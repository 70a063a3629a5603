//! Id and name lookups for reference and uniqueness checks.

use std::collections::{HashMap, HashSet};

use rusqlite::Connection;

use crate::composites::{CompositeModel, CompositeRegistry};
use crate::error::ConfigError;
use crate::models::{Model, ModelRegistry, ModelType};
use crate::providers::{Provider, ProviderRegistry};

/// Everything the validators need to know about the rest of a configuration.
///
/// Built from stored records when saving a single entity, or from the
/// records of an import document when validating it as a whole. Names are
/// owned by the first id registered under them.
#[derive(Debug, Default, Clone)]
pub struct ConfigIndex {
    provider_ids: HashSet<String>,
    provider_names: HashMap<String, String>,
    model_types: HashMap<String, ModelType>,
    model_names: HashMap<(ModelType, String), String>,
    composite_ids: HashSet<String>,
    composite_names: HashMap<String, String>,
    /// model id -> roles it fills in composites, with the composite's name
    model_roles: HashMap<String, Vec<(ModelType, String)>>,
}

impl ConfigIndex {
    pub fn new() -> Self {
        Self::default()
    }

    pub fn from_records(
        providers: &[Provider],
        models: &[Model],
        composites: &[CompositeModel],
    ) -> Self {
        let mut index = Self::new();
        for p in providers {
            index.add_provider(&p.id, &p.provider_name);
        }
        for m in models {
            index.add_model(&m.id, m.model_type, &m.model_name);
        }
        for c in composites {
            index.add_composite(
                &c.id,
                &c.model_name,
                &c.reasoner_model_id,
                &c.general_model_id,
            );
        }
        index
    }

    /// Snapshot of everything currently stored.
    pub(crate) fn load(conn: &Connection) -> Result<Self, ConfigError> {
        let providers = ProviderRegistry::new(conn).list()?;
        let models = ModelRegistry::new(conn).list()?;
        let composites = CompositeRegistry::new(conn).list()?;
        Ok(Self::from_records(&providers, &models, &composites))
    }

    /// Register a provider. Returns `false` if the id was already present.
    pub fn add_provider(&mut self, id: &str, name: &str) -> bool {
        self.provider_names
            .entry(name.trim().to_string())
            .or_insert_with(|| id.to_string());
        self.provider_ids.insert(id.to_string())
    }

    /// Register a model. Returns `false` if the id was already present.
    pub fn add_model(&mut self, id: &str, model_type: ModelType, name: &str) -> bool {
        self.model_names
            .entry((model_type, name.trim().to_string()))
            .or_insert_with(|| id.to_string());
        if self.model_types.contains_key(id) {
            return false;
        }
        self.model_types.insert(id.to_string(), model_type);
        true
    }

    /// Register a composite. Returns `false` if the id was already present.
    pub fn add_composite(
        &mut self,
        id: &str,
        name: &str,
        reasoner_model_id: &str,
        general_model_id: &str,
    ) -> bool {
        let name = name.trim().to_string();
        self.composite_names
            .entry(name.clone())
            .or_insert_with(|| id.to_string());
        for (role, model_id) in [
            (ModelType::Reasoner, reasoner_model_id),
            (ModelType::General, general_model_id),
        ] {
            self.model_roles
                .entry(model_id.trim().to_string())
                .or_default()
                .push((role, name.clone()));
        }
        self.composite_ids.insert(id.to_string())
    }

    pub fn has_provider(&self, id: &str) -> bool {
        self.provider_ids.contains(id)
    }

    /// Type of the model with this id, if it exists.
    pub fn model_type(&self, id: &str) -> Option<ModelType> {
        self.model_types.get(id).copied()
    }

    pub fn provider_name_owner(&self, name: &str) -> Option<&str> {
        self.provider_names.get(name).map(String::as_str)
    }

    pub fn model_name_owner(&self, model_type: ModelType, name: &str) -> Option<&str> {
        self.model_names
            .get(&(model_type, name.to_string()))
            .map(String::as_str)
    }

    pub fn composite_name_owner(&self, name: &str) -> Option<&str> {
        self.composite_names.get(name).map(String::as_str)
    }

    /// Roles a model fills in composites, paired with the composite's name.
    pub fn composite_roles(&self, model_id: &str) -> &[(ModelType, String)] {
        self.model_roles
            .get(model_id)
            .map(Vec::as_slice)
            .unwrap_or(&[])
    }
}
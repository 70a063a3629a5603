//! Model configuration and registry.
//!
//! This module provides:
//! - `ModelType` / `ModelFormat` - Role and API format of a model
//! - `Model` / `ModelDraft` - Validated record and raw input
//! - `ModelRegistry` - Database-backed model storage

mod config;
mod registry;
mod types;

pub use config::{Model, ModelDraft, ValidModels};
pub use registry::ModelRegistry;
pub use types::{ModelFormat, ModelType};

...

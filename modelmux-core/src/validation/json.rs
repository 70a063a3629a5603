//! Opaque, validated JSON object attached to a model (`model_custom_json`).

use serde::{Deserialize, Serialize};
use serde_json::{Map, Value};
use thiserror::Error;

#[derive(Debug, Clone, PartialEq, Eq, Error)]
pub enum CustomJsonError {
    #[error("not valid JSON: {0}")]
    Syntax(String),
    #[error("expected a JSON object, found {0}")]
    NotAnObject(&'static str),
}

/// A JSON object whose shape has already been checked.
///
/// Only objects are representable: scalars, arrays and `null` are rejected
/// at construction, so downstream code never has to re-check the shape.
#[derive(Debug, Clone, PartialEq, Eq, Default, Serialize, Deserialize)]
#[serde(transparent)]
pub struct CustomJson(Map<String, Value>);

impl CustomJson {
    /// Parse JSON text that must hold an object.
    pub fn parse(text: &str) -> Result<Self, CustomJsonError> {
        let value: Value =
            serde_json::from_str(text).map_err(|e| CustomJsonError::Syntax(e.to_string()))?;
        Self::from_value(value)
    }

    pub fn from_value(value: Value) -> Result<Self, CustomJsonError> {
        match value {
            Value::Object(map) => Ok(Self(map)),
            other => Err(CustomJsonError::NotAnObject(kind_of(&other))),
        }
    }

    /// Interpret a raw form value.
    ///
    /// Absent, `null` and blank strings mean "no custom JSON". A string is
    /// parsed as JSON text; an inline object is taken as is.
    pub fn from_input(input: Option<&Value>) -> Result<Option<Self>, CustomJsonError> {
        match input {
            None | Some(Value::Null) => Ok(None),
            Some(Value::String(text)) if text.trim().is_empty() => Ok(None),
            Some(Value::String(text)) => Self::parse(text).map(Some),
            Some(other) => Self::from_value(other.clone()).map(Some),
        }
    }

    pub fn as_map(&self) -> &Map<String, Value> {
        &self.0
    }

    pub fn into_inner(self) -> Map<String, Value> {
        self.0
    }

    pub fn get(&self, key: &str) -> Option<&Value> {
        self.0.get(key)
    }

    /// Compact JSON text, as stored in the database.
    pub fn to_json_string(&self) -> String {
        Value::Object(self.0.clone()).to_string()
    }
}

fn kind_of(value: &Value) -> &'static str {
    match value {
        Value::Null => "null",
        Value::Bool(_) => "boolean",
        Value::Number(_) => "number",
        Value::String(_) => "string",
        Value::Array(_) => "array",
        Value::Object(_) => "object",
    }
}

---

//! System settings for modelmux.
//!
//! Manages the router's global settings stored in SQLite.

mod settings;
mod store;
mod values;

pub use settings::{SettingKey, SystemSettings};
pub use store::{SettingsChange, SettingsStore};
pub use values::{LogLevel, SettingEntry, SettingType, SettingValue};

(WHAT YOU WILL DO): Take every line above that includes "None" and list it.

(RESPONSE):
            None | Some(Value::Null) => Ok(None),
            Some(Value::String(text)) if text.trim().is_empty() => Ok(None),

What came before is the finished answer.